Aim of the exercise ::
Return the lines below that contain "async".
(Excerpted data begins)
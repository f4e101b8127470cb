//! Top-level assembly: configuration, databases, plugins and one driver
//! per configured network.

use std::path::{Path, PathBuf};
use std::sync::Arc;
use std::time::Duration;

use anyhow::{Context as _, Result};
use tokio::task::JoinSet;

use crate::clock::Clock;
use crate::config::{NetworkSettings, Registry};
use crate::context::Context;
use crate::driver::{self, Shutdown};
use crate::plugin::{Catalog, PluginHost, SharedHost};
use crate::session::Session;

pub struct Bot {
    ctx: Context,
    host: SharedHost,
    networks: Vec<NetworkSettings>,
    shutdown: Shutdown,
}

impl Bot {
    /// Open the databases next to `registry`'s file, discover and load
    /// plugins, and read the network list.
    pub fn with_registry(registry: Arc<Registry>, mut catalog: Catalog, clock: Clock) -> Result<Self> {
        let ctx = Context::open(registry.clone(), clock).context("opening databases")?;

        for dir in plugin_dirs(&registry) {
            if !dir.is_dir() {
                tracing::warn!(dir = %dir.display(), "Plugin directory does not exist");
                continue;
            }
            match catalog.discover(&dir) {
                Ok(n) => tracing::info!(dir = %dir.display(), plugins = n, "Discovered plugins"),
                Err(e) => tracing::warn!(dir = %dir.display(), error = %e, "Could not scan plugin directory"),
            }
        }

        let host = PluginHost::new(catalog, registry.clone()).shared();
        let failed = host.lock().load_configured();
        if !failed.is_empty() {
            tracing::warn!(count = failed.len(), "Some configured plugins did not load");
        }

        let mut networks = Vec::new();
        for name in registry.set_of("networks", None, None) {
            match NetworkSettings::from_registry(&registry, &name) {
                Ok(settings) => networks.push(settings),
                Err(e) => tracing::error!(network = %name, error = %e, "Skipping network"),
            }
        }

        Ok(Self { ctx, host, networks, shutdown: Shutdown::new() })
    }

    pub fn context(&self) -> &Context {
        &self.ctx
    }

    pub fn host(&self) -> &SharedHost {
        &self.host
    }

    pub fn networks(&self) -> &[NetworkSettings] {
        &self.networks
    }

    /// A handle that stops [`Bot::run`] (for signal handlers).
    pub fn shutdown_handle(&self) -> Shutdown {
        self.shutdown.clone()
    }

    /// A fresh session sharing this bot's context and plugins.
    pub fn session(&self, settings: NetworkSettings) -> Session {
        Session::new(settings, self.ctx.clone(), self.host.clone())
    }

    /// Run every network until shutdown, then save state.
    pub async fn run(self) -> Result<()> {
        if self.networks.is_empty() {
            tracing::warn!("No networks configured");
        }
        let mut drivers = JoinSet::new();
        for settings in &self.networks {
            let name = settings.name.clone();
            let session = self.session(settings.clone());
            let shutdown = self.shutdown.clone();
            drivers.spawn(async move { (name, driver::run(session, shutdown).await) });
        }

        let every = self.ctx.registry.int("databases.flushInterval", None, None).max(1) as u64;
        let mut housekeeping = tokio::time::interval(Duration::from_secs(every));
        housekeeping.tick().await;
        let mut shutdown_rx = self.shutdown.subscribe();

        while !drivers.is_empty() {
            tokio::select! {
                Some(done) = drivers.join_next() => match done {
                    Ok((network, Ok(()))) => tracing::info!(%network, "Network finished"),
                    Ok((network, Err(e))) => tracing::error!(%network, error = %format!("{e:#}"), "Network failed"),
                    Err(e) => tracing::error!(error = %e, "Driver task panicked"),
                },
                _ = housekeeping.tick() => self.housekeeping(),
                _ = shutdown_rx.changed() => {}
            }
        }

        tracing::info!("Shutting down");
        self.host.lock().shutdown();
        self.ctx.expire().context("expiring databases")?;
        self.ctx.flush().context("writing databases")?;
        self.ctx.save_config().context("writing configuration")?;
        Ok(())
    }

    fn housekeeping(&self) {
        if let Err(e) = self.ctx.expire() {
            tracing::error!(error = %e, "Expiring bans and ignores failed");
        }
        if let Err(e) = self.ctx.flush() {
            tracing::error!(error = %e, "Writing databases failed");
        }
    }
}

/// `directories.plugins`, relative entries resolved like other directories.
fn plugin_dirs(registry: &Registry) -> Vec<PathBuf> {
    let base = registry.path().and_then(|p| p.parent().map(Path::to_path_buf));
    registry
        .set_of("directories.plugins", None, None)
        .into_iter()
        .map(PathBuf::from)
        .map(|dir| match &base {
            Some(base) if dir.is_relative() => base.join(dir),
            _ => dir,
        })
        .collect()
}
(Excerpted data ends)
(Excerpted data begins)
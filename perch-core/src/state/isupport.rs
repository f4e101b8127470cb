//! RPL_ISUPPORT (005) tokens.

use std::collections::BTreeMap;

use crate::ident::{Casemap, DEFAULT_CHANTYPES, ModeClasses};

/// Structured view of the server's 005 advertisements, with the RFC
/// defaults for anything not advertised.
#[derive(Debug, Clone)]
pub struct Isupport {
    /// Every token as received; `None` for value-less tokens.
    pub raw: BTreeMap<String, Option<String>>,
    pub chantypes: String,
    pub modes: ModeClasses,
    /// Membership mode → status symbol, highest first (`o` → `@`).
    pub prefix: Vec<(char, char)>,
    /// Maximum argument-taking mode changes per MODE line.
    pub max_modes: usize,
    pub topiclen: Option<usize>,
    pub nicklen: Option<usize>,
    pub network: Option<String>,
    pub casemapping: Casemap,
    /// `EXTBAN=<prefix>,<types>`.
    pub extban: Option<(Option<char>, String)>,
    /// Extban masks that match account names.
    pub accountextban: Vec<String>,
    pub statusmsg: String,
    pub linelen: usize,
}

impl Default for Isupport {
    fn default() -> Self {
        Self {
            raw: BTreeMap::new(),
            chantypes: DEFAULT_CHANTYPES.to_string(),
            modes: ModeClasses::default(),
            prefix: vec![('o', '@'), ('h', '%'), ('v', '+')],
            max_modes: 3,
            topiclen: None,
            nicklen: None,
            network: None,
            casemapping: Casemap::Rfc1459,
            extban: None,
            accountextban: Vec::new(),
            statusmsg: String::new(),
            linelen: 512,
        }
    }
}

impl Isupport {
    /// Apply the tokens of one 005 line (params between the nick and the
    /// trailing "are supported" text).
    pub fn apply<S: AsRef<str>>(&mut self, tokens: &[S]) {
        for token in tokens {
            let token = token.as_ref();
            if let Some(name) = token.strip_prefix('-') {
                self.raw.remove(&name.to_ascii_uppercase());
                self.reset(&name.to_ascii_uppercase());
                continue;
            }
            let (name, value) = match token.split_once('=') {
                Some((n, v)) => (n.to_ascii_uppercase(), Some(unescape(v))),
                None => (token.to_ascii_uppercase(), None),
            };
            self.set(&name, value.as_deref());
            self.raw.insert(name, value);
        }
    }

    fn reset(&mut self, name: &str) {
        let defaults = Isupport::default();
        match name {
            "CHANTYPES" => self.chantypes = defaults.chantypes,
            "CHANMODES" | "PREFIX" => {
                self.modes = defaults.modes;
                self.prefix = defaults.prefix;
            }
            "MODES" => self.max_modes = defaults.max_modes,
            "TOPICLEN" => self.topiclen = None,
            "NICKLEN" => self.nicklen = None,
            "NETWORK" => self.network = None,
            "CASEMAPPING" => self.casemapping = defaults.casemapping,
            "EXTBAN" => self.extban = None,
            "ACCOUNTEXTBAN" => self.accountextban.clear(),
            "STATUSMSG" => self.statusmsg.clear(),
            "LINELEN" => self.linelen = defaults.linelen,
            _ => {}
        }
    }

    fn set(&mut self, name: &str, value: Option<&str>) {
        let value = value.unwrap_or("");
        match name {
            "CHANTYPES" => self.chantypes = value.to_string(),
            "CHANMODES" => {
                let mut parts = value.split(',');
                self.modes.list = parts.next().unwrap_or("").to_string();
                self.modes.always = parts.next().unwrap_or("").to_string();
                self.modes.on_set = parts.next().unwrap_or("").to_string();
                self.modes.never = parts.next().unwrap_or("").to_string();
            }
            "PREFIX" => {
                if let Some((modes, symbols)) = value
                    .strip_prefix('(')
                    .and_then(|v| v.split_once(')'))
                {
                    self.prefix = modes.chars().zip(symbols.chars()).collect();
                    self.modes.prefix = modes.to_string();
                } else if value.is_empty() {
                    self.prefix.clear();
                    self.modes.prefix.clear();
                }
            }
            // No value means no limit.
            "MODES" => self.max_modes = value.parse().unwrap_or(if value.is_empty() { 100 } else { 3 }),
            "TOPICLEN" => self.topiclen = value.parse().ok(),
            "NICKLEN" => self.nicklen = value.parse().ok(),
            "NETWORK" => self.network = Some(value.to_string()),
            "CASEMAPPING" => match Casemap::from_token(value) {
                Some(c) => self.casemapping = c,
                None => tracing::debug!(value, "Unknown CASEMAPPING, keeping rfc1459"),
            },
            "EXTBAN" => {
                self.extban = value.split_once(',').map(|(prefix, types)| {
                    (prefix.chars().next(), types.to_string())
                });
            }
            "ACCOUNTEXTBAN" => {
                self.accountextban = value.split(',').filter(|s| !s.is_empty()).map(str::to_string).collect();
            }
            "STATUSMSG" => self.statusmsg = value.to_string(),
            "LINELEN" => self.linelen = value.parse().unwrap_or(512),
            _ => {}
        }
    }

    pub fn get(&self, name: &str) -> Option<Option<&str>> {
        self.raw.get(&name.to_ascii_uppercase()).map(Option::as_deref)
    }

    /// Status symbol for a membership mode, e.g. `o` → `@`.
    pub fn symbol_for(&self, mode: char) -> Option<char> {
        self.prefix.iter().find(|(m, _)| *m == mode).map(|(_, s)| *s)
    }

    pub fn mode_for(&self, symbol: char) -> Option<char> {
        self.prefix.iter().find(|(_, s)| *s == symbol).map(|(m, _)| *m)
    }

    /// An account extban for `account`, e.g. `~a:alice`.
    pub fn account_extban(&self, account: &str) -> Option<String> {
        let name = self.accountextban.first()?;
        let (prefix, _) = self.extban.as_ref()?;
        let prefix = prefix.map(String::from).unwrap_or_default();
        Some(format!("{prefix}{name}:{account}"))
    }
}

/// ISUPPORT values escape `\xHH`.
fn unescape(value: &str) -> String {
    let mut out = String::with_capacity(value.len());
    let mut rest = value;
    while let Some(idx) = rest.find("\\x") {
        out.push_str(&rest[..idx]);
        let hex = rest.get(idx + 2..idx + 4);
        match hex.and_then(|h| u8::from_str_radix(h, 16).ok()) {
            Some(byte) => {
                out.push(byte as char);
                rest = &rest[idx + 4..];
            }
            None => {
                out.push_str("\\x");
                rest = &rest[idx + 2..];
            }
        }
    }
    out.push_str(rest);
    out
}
(Excerpted data ends)
Written response ::
    pub async fn run(self) -> Result<()> {
            drivers.spawn(async move { (name, driver::run(session, shutdown).await) });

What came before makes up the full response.